Stage 1: Equivalent Source — Details

What it is: A thin flat horizontal layer of dipoles (susceptibility model) that reproduces the observed TMI. Forward operator G is linear and fixed — straightforward linear inversion.

SimPEG implementation:

from SimPEG.potential_fields import magnetics
from discretize import TensorMesh

# Thin layer mesh: 1 cell thick, flat at `layer_depth` below min flight altitude
mesh = TensorMesh([hx, hy, [dz]], origin=[x0, y0, z_layer])

sim = magnetics.simulation.Simulation3DIntegral(
    mesh=mesh,
    survey=survey,
    chiMap=IdentityMap(),
    actInd=np.ones(mesh.nC, dtype=bool),
    store_sensitivities="disk",
    sensitivity_path="./sensitivity_cache/{hash}/",
)

Regularization: regularization.Tikhonov with alpha_z=0 (no vertical, single layer).

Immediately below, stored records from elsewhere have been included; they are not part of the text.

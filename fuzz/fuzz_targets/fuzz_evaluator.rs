#![no_main]

use arbitrary::Arbitrary;
use libfuzzer_sys::fuzz_target;
use palisade_policy::{
    AuthorizationDecision, AuthorizationRequest, ClaimValue, Claims, Decision, Effect, Policy,
    PolicyRule, Reason, Resource, Subject, evaluate, rule_matches,
};

// Small alphabets keep collisions (and therefore matches) frequent.
const KEYS: [&str; 4] = ["role", "dept", "env", "tier"];
const ACTIONS: [&str; 3] = ["read", "write", "delete"];
const TYPES: [&str; 2] = ["report", "ledger"];

#[derive(Debug, Clone, Arbitrary)]
enum FuzzValue {
    Null,
    Bool(bool),
    Int(i8),
    Str(u8),
}

impl From<&FuzzValue> for ClaimValue {
    fn from(v: &FuzzValue) -> Self {
        match v {
            FuzzValue::Null => ClaimValue::Null,
            FuzzValue::Bool(b) => ClaimValue::from(*b),
            FuzzValue::Int(i) => ClaimValue::from(i64::from(*i)),
            FuzzValue::Str(s) => ClaimValue::from(format!("v{}", s % 4)),
        }
    }
}

fn to_claims(entries: &[(u8, FuzzValue)]) -> Claims {
    entries
        .iter()
        .map(|(k, v)| (KEYS[usize::from(*k) % KEYS.len()].to_string(), v.into()))
        .collect()
}

#[derive(Debug, Clone, Arbitrary)]
struct FuzzRule {
    id: u8,
    deny: bool,
    actions: Vec<u8>,
    resource_type: u8,
    subject_claims: Option<Vec<(u8, FuzzValue)>>,
    resource_attrs: Option<Vec<(u8, FuzzValue)>>,
    context_claims: Option<Vec<(u8, FuzzValue)>>,
}

impl FuzzRule {
    fn to_rule(&self) -> PolicyRule {
        let mut actions: Vec<&str> = self
            .actions
            .iter()
            .map(|a| ACTIONS[usize::from(*a) % ACTIONS.len()])
            .collect();
        if actions.is_empty() {
            actions.push(ACTIONS[0]);
        }
        let effect = if self.deny { Effect::Deny } else { Effect::Allow };

        let mut rule = PolicyRule::new(
            format!("r{}", self.id),
            effect,
            actions,
            TYPES[usize::from(self.resource_type) % TYPES.len()],
        );
        if let Some(entries) = &self.subject_claims {
            rule = rule.with_subject_claims(to_claims(entries));
        }
        if let Some(entries) = &self.resource_attrs {
            rule = rule.with_resource_attrs(to_claims(entries));
        }
        if let Some(entries) = &self.context_claims {
            rule = rule.with_context_claims(to_claims(entries));
        }
        rule
    }
}

#[derive(Debug, Clone, Arbitrary)]
struct FuzzRequest {
    subject_claims: Vec<(u8, FuzzValue)>,
    action: u8,
    resource_type: u8,
    resource_attrs: Option<Vec<(u8, FuzzValue)>>,
    context: Vec<(u8, FuzzValue)>,
}

impl FuzzRequest {
    fn to_request(&self) -> AuthorizationRequest {
        let mut resource = Resource::new(TYPES[usize::from(self.resource_type) % TYPES.len()]);
        if let Some(entries) = &self.resource_attrs {
            resource = resource.with_attrs(to_claims(entries));
        }
        AuthorizationRequest::new(
            Subject::new("fuzz").with_claims(to_claims(&self.subject_claims)),
            ACTIONS[usize::from(self.action) % ACTIONS.len()],
            resource,
        )
        .with_context(to_claims(&self.context))
    }
}

fuzz_target!(|input: (Vec<FuzzRule>, FuzzRequest)| {
    let (rules, request) = input;

    let policy = rules
        .iter()
        .fold(Policy::new("fuzz", "1"), |policy, rule| policy.with_rule(rule.to_rule()));
    let request = request.to_request();

    let decision = evaluate(&request, &policy);
    validate_decision_invariants(&policy, &request, &decision);

    // Evaluation is pure.
    assert_eq!(decision, evaluate(&request, &policy));
});

/// Checks the decision against an independent recomputation.
///
/// 1. Any matching deny yields `deny/explicit_deny` listing every match
/// 2. Otherwise any matching allow yields `allow/matched_allow`
/// 3. Otherwise `deny/deny_by_default` with no ids
fn validate_decision_invariants(
    policy: &Policy,
    request: &AuthorizationRequest,
    decision: &AuthorizationDecision,
) {
    let matched: Vec<&PolicyRule> = policy
        .rules()
        .iter()
        .filter(|rule| rule_matches(rule, request))
        .collect();
    let ids = |rules: &[&PolicyRule]| -> Vec<String> {
        rules.iter().map(|rule| rule.id().to_string()).collect()
    };

    if matched.iter().any(|rule| rule.effect() == Effect::Deny) {
        assert_eq!(decision.decision, Decision::Deny);
        assert_eq!(decision.reason, Reason::ExplicitDeny);
        assert_eq!(decision.matched_rule_ids, ids(&matched));
    } else if !matched.is_empty() {
        assert_eq!(decision.decision, Decision::Allow);
        assert_eq!(decision.reason, Reason::MatchedAllow);
        assert_eq!(decision.matched_rule_ids, ids(&matched));
    } else {
        assert_eq!(decision.decision, Decision::Deny);
        assert_eq!(decision.reason, Reason::DenyByDefault);
        assert!(decision.matched_rule_ids.is_empty());
    }
}
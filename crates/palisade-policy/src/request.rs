//! Authorization request types.
//!
//! A request describes an already-authenticated subject attempting an action
//! on a resource, plus a flat bag of environmental context. Requests are
//! built per call and dropped once the decision is made.

use serde::{Deserialize, Serialize};

use crate::value::Claims;

static NO_ATTRS: Claims = Claims::new();

/// The caller identity as seen by the authorizer.
///
/// Authentication happens upstream; the claims are trusted as given.
#[derive(Debug, Clone, PartialEq, Eq, Serialize, Deserialize)]
#[serde(deny_unknown_fields)]
pub struct Subject {
    pub id: String,
    #[serde(default)]
    pub claims: Claims,
}

impl Subject {
    pub fn new(id: impl Into<String>) -> Self {
        Self {
            id: id.into(),
            claims: Claims::new(),
        }
    }

    pub fn with_claims(mut self, claims: Claims) -> Self {
        self.claims = claims;
        self
    }
}

/// The target of an action. Only the type is required.
#[derive(Debug, Clone, PartialEq, Eq, Serialize, Deserialize)]
#[serde(deny_unknown_fields)]
pub struct Resource {
    #[serde(rename = "type")]
    pub resource_type: String,
    #[serde(default, skip_serializing_if = "Option::is_none")]
    pub id: Option<String>,
    #[serde(default, skip_serializing_if = "Option::is_none")]
    pub attrs: Option<Claims>,
}

impl Resource {
    pub fn new(resource_type: impl Into<String>) -> Self {
        Self {
            resource_type: resource_type.into(),
            id: None,
            attrs: None,
        }
    }

    pub fn with_id(mut self, id: impl Into<String>) -> Self {
        self.id = Some(id.into());
        self
    }

    pub fn with_attrs(mut self, attrs: Claims) -> Self {
        self.attrs = Some(attrs);
        self
    }

    /// The attributes to match against; an omitted bag behaves as empty.
    pub fn attrs_or_empty(&self) -> &Claims {
        self.attrs.as_ref().unwrap_or(&NO_ATTRS)
    }
}

/// A single access check: may `subject` perform `action` on `resource`?
#[derive(Debug, Clone, PartialEq, Eq, Serialize, Deserialize)]
#[serde(deny_unknown_fields)]
pub struct AuthorizationRequest {
    pub subject: Subject,
    pub action: String,
    pub resource: Resource,
    #[serde(default)]
    pub context: Claims,
}

impl AuthorizationRequest {
    pub fn new(subject: Subject, action: impl Into<String>, resource: Resource) -> Self {
        Self {
            subject,
            action: action.into(),
            resource,
            context: Claims::new(),
        }
    }

    pub fn with_context(mut self, context: Claims) -> Self {
        self.context = context;
        self
    }
}

#[cfg(test)]
mod tests {
    use super::*;
    use crate::value::ClaimValue;
    use serde_json::json;

    #[test]
    fn test_deserialize_minimal_request() {
        let request: AuthorizationRequest = serde_json::from_value(json!({
            "subject": {"id": "u1"},
            "action": "read",
            "resource": {"type": "report"}
        }))
        .unwrap();

        assert!(request.subject.claims.is_empty());
        assert!(request.context.is_empty());
        assert!(request.resource.attrs.is_none());
        assert!(request.resource.attrs_or_empty().is_empty());
    }

    #[test]
    fn test_deserialize_full_request() {
        let request: AuthorizationRequest = serde_json::from_value(json!({
            "subject": {"id": "u1", "claims": {"role": "analyst"}},
            "action": "read",
            "resource": {"type": "report", "id": "r-9", "attrs": {"owner": "u1"}},
            "context": {"env": "prod"}
        }))
        .unwrap();

        assert_eq!(
            request.subject.claims.get("role"),
            Some(&ClaimValue::from("analyst"))
        );
        assert_eq!(request.resource.id.as_deref(), Some("r-9"));
        assert_eq!(request.context.get("env"), Some(&ClaimValue::from("prod")));
    }

    #[test]
    fn test_unknown_request_field_rejected() {
        let result = serde_json::from_value::<AuthorizationRequest>(json!({
            "subject": {"id": "u1"},
            "action": "read",
            "resource": {"type": "report"},
            "tenant": "t1"
        }));
        assert!(result.is_err());
    }

    #[test]
    fn test_nested_claim_rejected() {
        let result = serde_json::from_value::<Subject>(json!({
            "id": "u1",
            "claims": {"groups": ["a", "b"]}
        }));
        assert!(result.is_err());
    }
}
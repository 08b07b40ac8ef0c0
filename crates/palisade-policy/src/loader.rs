//! Strict policy document loader.
//!
//! Decoding happens in two phases. The raw bytes are first parsed as JSON,
//! which yields `malformed_syntax` errors carrying a line and column. The
//! resulting tree is then walked by a closed-world decoder: every object
//! declares the exact keys it accepts, and any violation is reported as
//! `schema_violation` with the offending field path (e.g. `rules[2].effect`).
//!
//! A `Policy` returned from here needs no further validation downstream.

use std::path::{Path, PathBuf};

use serde_json::{Map, Value};
use thiserror::Error;
use tracing::{debug, warn};

use crate::policy::{Effect, Policy, PolicyRule};
use crate::value::{ClaimValue, Claims};

/// Nesting depth at which serde_json stops parsing.
const MAX_NESTING_DEPTH: usize = 128;

const POLICY_FIELDS: &[&str] = &["id", "version", "rules"];
const RULE_FIELDS: &[&str] = &[
    "id",
    "effect",
    "actions",
    "resource_type",
    "subject_claims",
    "resource_attrs",
    "context_claims",
];

/// Error type for policy loading.
#[derive(Debug, Error)]
pub enum LoadError {
    /// The document is not well-formed JSON.
    #[error("malformed policy document: {message}")]
    MalformedSyntax {
        line: usize,
        column: usize,
        message: String,
    },

    /// The document is well-formed but does not have the policy shape.
    #[error("policy schema violation at `{path}`: {message}")]
    SchemaViolation { path: String, message: String },

    /// The policy file could not be read.
    #[error("failed to read policy file `{}`", .path.display())]
    Io {
        path: PathBuf,
        #[source]
        source: std::io::Error,
    },
}

impl LoadError {
    /// Stable tag for the error kind.
    pub fn kind(&self) -> &'static str {
        match self {
            Self::MalformedSyntax { .. } => "malformed_syntax",
            Self::SchemaViolation { .. } => "schema_violation",
            Self::Io { .. } => "io_error",
        }
    }

    /// Operator-facing description including the source error, if any.
    pub fn hint(&self) -> String {
        match self {
            Self::Io { source, .. } => format!("{self}: {source}"),
            _ => self.to_string(),
        }
    }

    fn schema(path: impl Into<String>, message: impl Into<String>) -> Self {
        Self::SchemaViolation {
            path: path.into(),
            message: message.into(),
        }
    }
}

impl From<serde_json::Error> for LoadError {
    fn from(err: serde_json::Error) -> Self {
        // serde_json reports its recursion limit as a syntax error even when
        // the text itself is well-formed.
        if err.to_string().starts_with("recursion limit exceeded") {
            return Self::schema(
                "$",
                format!(
                    "document nests deeper than {MAX_NESTING_DEPTH} levels (line {}, column {})",
                    err.line(),
                    err.column()
                ),
            );
        }
        Self::MalformedSyntax {
            line: err.line(),
            column: err.column(),
            message: err.to_string(),
        }
    }
}

/// Result type for loader operations.
pub type Result<T> = std::result::Result<T, LoadError>;

// ============================================================================
// Public API
// ============================================================================

/// Parses and validates a policy document from raw bytes.
pub fn load_policy_from_slice(raw: &[u8]) -> Result<Policy> {
    let document: Value = serde_json::from_slice(raw)?;
    let policy = decode_policy(&document)?;

    let duplicates = policy.duplicate_rule_ids();
    if !duplicates.is_empty() {
        warn!(
            policy_id = policy.id(),
            duplicates = ?duplicates,
            "policy contains duplicate rule ids; each match is reported separately"
        );
    }

    debug!(
        policy_id = policy.id(),
        version = policy.version(),
        rules = policy.rules().len(),
        "decoded policy document"
    );

    Ok(policy)
}

/// Parses and validates a policy document from a string.
pub fn load_policy_from_str(raw: &str) -> Result<Policy> {
    load_policy_from_slice(raw.as_bytes())
}

/// Reads and validates a policy document from a file.
pub fn load_policy_from_file(path: impl AsRef<Path>) -> Result<Policy> {
    let path = path.as_ref();
    let raw = std::fs::read(path).map_err(|source| LoadError::Io {
        path: path.to_path_buf(),
        source,
    })?;
    load_policy_from_slice(&raw)
}

// ============================================================================
// Decoder
// ============================================================================

/// A JSON object being decoded, paired with its location in the document.
struct ObjectDecoder<'a> {
    path: String,
    fields: &'a Map<String, Value>,
}

impl<'a> ObjectDecoder<'a> {
    fn new(value: &'a Value, path: String) -> Result<Self> {
        match value {
            Value::Object(fields) => Ok(Self { path, fields }),
            other => Err(LoadError::schema(
                display_path(&path),
                format!("expected an object, found {}", json_type(other)),
            )),
        }
    }

    /// Rejects any key outside `allowed`.
    fn deny_unknown(&self, allowed: &[&str]) -> Result<()> {
        match self.fields.keys().find(|key| !allowed.contains(&key.as_str())) {
            Some(key) => Err(LoadError::schema(
                self.child(key),
                format!("unknown field; expected one of: {}", allowed.join(", ")),
            )),
            None => Ok(()),
        }
    }

    fn child(&self, key: &str) -> String {
        if self.path.is_empty() {
            key.to_string()
        } else {
            format!("{}.{key}", self.path)
        }
    }

    fn required(&self, key: &str) -> Result<&'a Value> {
        self.fields
            .get(key)
            .ok_or_else(|| LoadError::schema(self.child(key), "missing required field"))
    }

    fn string(&self, key: &str) -> Result<String> {
        match self.required(key)? {
            Value::String(s) => Ok(s.clone()),
            other => Err(LoadError::schema(
                self.child(key),
                format!("expected a string, found {}", json_type(other)),
            )),
        }
    }

    fn array(&self, key: &str) -> Result<&'a Vec<Value>> {
        match self.required(key)? {
            Value::Array(items) => Ok(items),
            other => Err(LoadError::schema(
                self.child(key),
                format!("expected an array, found {}", json_type(other)),
            )),
        }
    }

    /// An optional flat map: absent stays `None`, present must be an object
    /// of scalars. Explicit `null` is not accepted as "absent".
    fn optional_claims(&self, key: &str) -> Result<Option<Claims>> {
        let Some(value) = self.fields.get(key) else {
            return Ok(None);
        };
        let path = self.child(key);
        let Value::Object(entries) = value else {
            return Err(LoadError::schema(
                path,
                format!("expected an object of scalar values, found {}", json_type(value)),
            ));
        };

        let mut claims = Claims::new();
        for (name, entry) in entries {
            let scalar = ClaimValue::from_json(entry).ok_or_else(|| {
                LoadError::schema(
                    format!("{path}.{name}"),
                    format!(
                        "expected a scalar (string, number, boolean, or null), found {}",
                        json_type(entry)
                    ),
                )
            })?;
            claims.insert(name.clone(), scalar);
        }
        Ok(Some(claims))
    }
}

fn decode_policy(document: &Value) -> Result<Policy> {
    let top = ObjectDecoder::new(document, String::new())?;
    top.deny_unknown(POLICY_FIELDS)?;

    let id = top.string("id")?;
    let version = top.string("version")?;
    let rules = top.array("rules")?;

    rules
        .iter()
        .enumerate()
        .try_fold(Policy::new(id, version), |policy, (index, raw)| {
            Ok(policy.with_rule(decode_rule(raw, format!("rules[{index}]"))?))
        })
}

fn decode_rule(raw: &Value, path: String) -> Result<PolicyRule> {
    let rule = ObjectDecoder::new(raw, path)?;
    rule.deny_unknown(RULE_FIELDS)?;

    let id = rule.string("id")?;

    let effect_raw = rule.string("effect")?;
    let effect = Effect::parse(&effect_raw).ok_or_else(|| {
        LoadError::schema(
            rule.child("effect"),
            format!("expected \"allow\" or \"deny\", found {effect_raw:?}"),
        )
    })?;

    let actions = decode_actions(&rule)?;
    let resource_type = rule.string("resource_type")?;

    let mut decoded = PolicyRule::new(id, effect, actions, resource_type);
    if let Some(claims) = rule.optional_claims("subject_claims")? {
        decoded = decoded.with_subject_claims(claims);
    }
    if let Some(attrs) = rule.optional_claims("resource_attrs")? {
        decoded = decoded.with_resource_attrs(attrs);
    }
    if let Some(claims) = rule.optional_claims("context_claims")? {
        decoded = decoded.with_context_claims(claims);
    }
    Ok(decoded)
}

fn decode_actions(rule: &ObjectDecoder<'_>) -> Result<Vec<String>> {
    let items = rule.array("actions")?;
    if items.is_empty() {
        return Err(LoadError::schema(
            rule.child("actions"),
            "must contain at least one action",
        ));
    }

    items
        .iter()
        .enumerate()
        .map(|(index, item)| match item {
            Value::String(action) => Ok(action.clone()),
            other => Err(LoadError::schema(
                format!("{}[{index}]", rule.child("actions")),
                format!("expected a string, found {}", json_type(other)),
            )),
        })
        .collect()
}

fn display_path(path: &str) -> String {
    if path.is_empty() {
        "$".to_string()
    } else {
        path.to_string()
    }
}

fn json_type(value: &Value) -> &'static str {
    match value {
        Value::Null => "null",
        Value::Bool(_) => "boolean",
        Value::Number(_) => "number",
        Value::String(_) => "string",
        Value::Array(_) => "array",
        Value::Object(_) => "object",
    }
}
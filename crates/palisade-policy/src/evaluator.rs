//! Policy evaluation engine.
//!
//! Every rule is checked in listed order with no short-circuit, so the
//! decision carries a complete trail of matched rule ids. Resolution is
//! deny-overrides with deny-by-default.

use serde::{Deserialize, Serialize};

use crate::policy::{Effect, Policy, PolicyRule};
use crate::request::AuthorizationRequest;
use crate::value::Claims;

// ============================================================================
// Decision
// ============================================================================

/// Whether the request is allowed.
#[derive(Debug, Clone, Copy, PartialEq, Eq, Hash, Serialize, Deserialize)]
#[serde(rename_all = "lowercase")]
pub enum Decision {
    Allow,
    Deny,
}

impl Decision {
    pub fn as_str(self) -> &'static str {
        match self {
            Self::Allow => "allow",
            Self::Deny => "deny",
        }
    }

    pub fn is_allow(self) -> bool {
        self == Self::Allow
    }
}

/// Why the decision came out the way it did.
#[derive(Debug, Clone, Copy, PartialEq, Eq, Hash, Serialize, Deserialize)]
#[serde(rename_all = "snake_case")]
pub enum Reason {
    /// At least one matching rule has effect `deny`.
    ExplicitDeny,
    /// Only `allow` rules matched.
    MatchedAllow,
    /// Nothing matched.
    DenyByDefault,
}

impl Reason {
    pub fn as_str(self) -> &'static str {
        match self {
            Self::ExplicitDeny => "explicit_deny",
            Self::MatchedAllow => "matched_allow",
            Self::DenyByDefault => "deny_by_default",
        }
    }
}

/// The result of evaluating one request against one policy.
#[derive(Debug, Clone, PartialEq, Eq, Serialize, Deserialize)]
pub struct AuthorizationDecision {
    pub decision: Decision,
    pub reason: Reason,
    /// Matched rule ids in policy order. Empty for `deny_by_default`.
    pub matched_rule_ids: Vec<String>,
}

impl AuthorizationDecision {
    fn deny_by_default() -> Self {
        Self {
            decision: Decision::Deny,
            reason: Reason::DenyByDefault,
            matched_rule_ids: Vec::new(),
        }
    }
}

// ============================================================================
// Public API
// ============================================================================

/// Evaluates a request against a policy.
///
/// - Any matching `deny` rule yields `deny/explicit_deny` with the ids of
///   every matching rule, both effects, in listed order.
/// - Otherwise any matching `allow` rule yields `allow/matched_allow` with
///   the matching allow ids in listed order.
/// - Otherwise `deny/deny_by_default` with no ids.
///
/// # Postcondition
///
/// Always returns exactly one decision; never panics.
pub fn evaluate(request: &AuthorizationRequest, policy: &Policy) -> AuthorizationDecision {
    let matched: Vec<&PolicyRule> = policy
        .rules()
        .iter()
        .filter(|rule| rule_matches(rule, request))
        .collect();

    let decision = if matched.iter().any(|rule| rule.effect() == Effect::Deny) {
        AuthorizationDecision {
            decision: Decision::Deny,
            reason: Reason::ExplicitDeny,
            matched_rule_ids: matched.iter().map(|rule| rule.id().to_string()).collect(),
        }
    } else if !matched.is_empty() {
        // No deny matched, so every match is an allow.
        AuthorizationDecision {
            decision: Decision::Allow,
            reason: Reason::MatchedAllow,
            matched_rule_ids: matched.iter().map(|rule| rule.id().to_string()).collect(),
        }
    } else {
        AuthorizationDecision::deny_by_default()
    };

    tracing::trace!(
        policy_id = policy.id(),
        action = %request.action,
        resource_type = %request.resource.resource_type,
        decision = decision.decision.as_str(),
        reason = decision.reason.as_str(),
        matched = decision.matched_rule_ids.len(),
        "evaluated request"
    );

    decision
}

/// True if every constraint of `rule` holds for `request`.
pub fn rule_matches(rule: &PolicyRule, request: &AuthorizationRequest) -> bool {
    if !rule.actions().iter().any(|a| *a == request.action) {
        return false;
    }

    if rule.resource_type() != request.resource.resource_type {
        return false;
    }

    let predicates = [
        (rule.subject_claims(), &request.subject.claims),
        (rule.resource_attrs(), request.resource.attrs_or_empty()),
        (rule.context_claims(), &request.context),
    ];

    predicates
        .into_iter()
        .all(|(expected, actual)| expected.is_none_or(|expected| subset_match(expected, actual)))
}

/// Subset-equality: every key of `expected` exists in `actual` with an
/// identical value. Extra keys in `actual` are ignored.
pub fn subset_match(expected: &Claims, actual: &Claims) -> bool {
    expected
        .iter()
        .all(|(key, value)| actual.get(key) == Some(value))
}

// ============================================================================
// Tests
// ============================================================================
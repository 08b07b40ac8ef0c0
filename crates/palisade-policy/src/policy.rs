//! Policy definitions.
//!
//! A policy is an ordered list of rules. Each rule constrains the action,
//! the resource type, and optionally three flat predicate maps. Policies are
//! immutable once built: a reload produces a new `Policy`, never an edit.

use serde::Serialize;

use crate::value::Claims;

// ============================================================================
// Effect
// ============================================================================

/// The effect of a policy rule: allow or deny access.
#[derive(Debug, Clone, Copy, PartialEq, Eq, Hash, Serialize)]
#[serde(rename_all = "lowercase")]
pub enum Effect {
    /// Grant access.
    Allow,
    /// Deny access.
    Deny,
}

impl Effect {
    /// Parses the exact wire spelling. Anything else is `None`.
    pub fn parse(s: &str) -> Option<Self> {
        match s {
            "allow" => Some(Self::Allow),
            "deny" => Some(Self::Deny),
            _ => None,
        }
    }
}

// ============================================================================
// PolicyRule
// ============================================================================

/// A single access control rule within a policy.
///
/// All constraints are combined with AND. An absent predicate map places no
/// constraint on its dimension; a present map must subset-match.
#[derive(Debug, Clone, PartialEq, Eq, Serialize)]
pub struct PolicyRule {
    id: String,
    effect: Effect,
    actions: Vec<String>,
    resource_type: String,
    #[serde(skip_serializing_if = "Option::is_none")]
    subject_claims: Option<Claims>,
    #[serde(skip_serializing_if = "Option::is_none")]
    resource_attrs: Option<Claims>,
    #[serde(skip_serializing_if = "Option::is_none")]
    context_claims: Option<Claims>,
}

impl PolicyRule {
    /// Creates a rule with no predicate maps.
    ///
    /// # Panics
    ///
    /// Panics if `actions` is empty. The loader rejects such documents before
    /// ever reaching this constructor.
    pub fn new<A, S>(
        id: impl Into<String>,
        effect: Effect,
        actions: A,
        resource_type: impl Into<String>,
    ) -> Self
    where
        A: IntoIterator<Item = S>,
        S: Into<String>,
    {
        let actions: Vec<String> = actions.into_iter().map(Into::into).collect();
        assert!(!actions.is_empty(), "a policy rule needs at least one action");

        Self {
            id: id.into(),
            effect,
            actions,
            resource_type: resource_type.into(),
            subject_claims: None,
            resource_attrs: None,
            context_claims: None,
        }
    }

    /// Requires the subject's claims to contain every entry of `claims`.
    pub fn with_subject_claims(mut self, claims: Claims) -> Self {
        self.subject_claims = Some(claims);
        self
    }

    /// Requires the resource's attributes to contain every entry of `attrs`.
    pub fn with_resource_attrs(mut self, attrs: Claims) -> Self {
        self.resource_attrs = Some(attrs);
        self
    }

    /// Requires the request context to contain every entry of `claims`.
    pub fn with_context_claims(mut self, claims: Claims) -> Self {
        self.context_claims = Some(claims);
        self
    }

    pub fn id(&self) -> &str {
        &self.id
    }

    pub fn effect(&self) -> Effect {
        self.effect
    }

    /// Actions in the order they were declared. Never empty.
    pub fn actions(&self) -> &[String] {
        &self.actions
    }

    pub fn resource_type(&self) -> &str {
        &self.resource_type
    }

    pub fn subject_claims(&self) -> Option<&Claims> {
        self.subject_claims.as_ref()
    }

    pub fn resource_attrs(&self) -> Option<&Claims> {
        self.resource_attrs.as_ref()
    }

    pub fn context_claims(&self) -> Option<&Claims> {
        self.context_claims.as_ref()
    }
}

// ============================================================================
// Policy
// ============================================================================

/// A versioned, ordered set of rules.
///
/// Rule order is preserved verbatim from the source document. It decides the
/// order of `matched_rule_ids` in a decision but never the allow/deny outcome.
#[derive(Debug, Clone, PartialEq, Eq, Serialize)]
pub struct Policy {
    id: String,
    version: String,
    rules: Vec<PolicyRule>,
}

impl Policy {
    /// Creates an empty policy. With no rules every request is denied by default.
    pub fn new(id: impl Into<String>, version: impl Into<String>) -> Self {
        Self {
            id: id.into(),
            version: version.into(),
            rules: Vec::new(),
        }
    }

    /// Appends a rule (builder pattern).
    pub fn with_rule(mut self, rule: PolicyRule) -> Self {
        self.rules.push(rule);
        self
    }

    pub fn id(&self) -> &str {
        &self.id
    }

    pub fn version(&self) -> &str {
        &self.version
    }

    pub fn rules(&self) -> &[PolicyRule] {
        &self.rules
    }

    /// Rule ids that occur more than once, in first-seen order.
    ///
    /// Duplicates are legal; each matching copy shows up in a decision's
    /// matched ids.
    pub fn duplicate_rule_ids(&self) -> Vec<&str> {
        let mut seen = std::collections::HashSet::new();
        let mut duplicates: Vec<&str> = Vec::new();
        for rule in &self.rules {
            if !seen.insert(rule.id()) && !duplicates.contains(&rule.id()) {
                duplicates.push(rule.id());
            }
        }
        duplicates
    }
}
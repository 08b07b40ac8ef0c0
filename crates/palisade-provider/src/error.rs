//! Provider error types

use std::sync::Arc;

use palisade_policy::LoadError;
use thiserror::Error;

#[derive(Debug, Error)]
pub enum ProviderError {
    /// No storage location was configured. Never treated as an empty policy.
    #[error("no policy storage location is configured")]
    NotConfigured,

    /// The storage probe or read failed; the cache is not served.
    #[error("cannot access policy storage `{locator}`")]
    Io {
        locator: String,
        #[source]
        source: std::io::Error,
    },

    /// The stored document was rejected by the loader. The same rejection is
    /// shared by every call until the document changes.
    #[error("policy at `{locator}` failed validation")]
    Validation {
        locator: String,
        #[source]
        source: Arc<LoadError>,
    },
}

impl ProviderError {
    /// Stable tag for the error kind.
    pub fn kind(&self) -> &'static str {
        match self {
            Self::NotConfigured => "not_configured",
            Self::Io { .. } => "io_error",
            Self::Validation { .. } => "validation_error",
        }
    }

    /// Operator-facing description including the underlying cause.
    pub fn hint(&self) -> String {
        match self {
            Self::NotConfigured => {
                "no storage locator configured; supply a policy location".to_string()
            }
            Self::Io { source, .. } => format!("{self}: {source}"),
            Self::Validation { source, .. } => {
                format!("{self}: {}: {}", source.kind(), source.hint())
            }
        }
    }
}

pub type Result<T> = std::result::Result<T, ProviderError>;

What you get out: Use forward operator to predict Bx, By, Bz, TMI on regular grid at uniform output altitude. This is the input to Stage 2.

Stage 2: Full 3D Inversion — Details

What it is: Invert gridded Bx/By/Bz (or TMI) for a 3D susceptibility distribution. Amplitude data is preferable if remanent magnetization is present.

SimPEG implementation:

from discretize import TreeMesh

# OcTree mesh refined near surface and observations
mesh = mesh_builder_xyz(receiver_locs, [cs, cs, cs], ...)
mesh = refine_tree_xyz(mesh, topo, method='surface', ...)
mesh = refine_tree_xyz(mesh, receiver_locs, method='radial', ...)

sim = magnetics.simulation.Simulation3DIntegral(
    mesh=mesh,
    survey=survey,
    chiMap=IdentityMap(),
    actInd=active_cells,
    store_sensitivities="disk",
    sensitivity_path="./sensitivity_3d_cache/{hash}/",
    model_type="scalar",           # or "vector" for MVI
    is_amplitude_data=False,       # True for amplitude inversion
)

Regularization: regularization.Tikhonov with full x/y/z smoothness.

Sensitivity Matrix Caching Strategy

The sensitivity matrix G (shape nD × nC) is expensive to compute and independent of regularization. It depends only on: receiver locations, mesh geometry, Earth field parameters, and model type. We cache by hashing these.

Hash ingredients: - SHA-256 of receiver location array bytes - Field parameters (intensity, inclination, declination) - Mesh parameters (cell size, layer depth, padding, etc.) - Model type (scalar vs vector) - NOT: regularization parameters, optimizer settings

Cache location: {sensitivity_path}/{16-char-hash}/sensitivity.npy

SimPEG already skips recomputation when the file exists with matching shape. So pointing sensitivity_path at a hash-based subdirectory achieves reuse automatically.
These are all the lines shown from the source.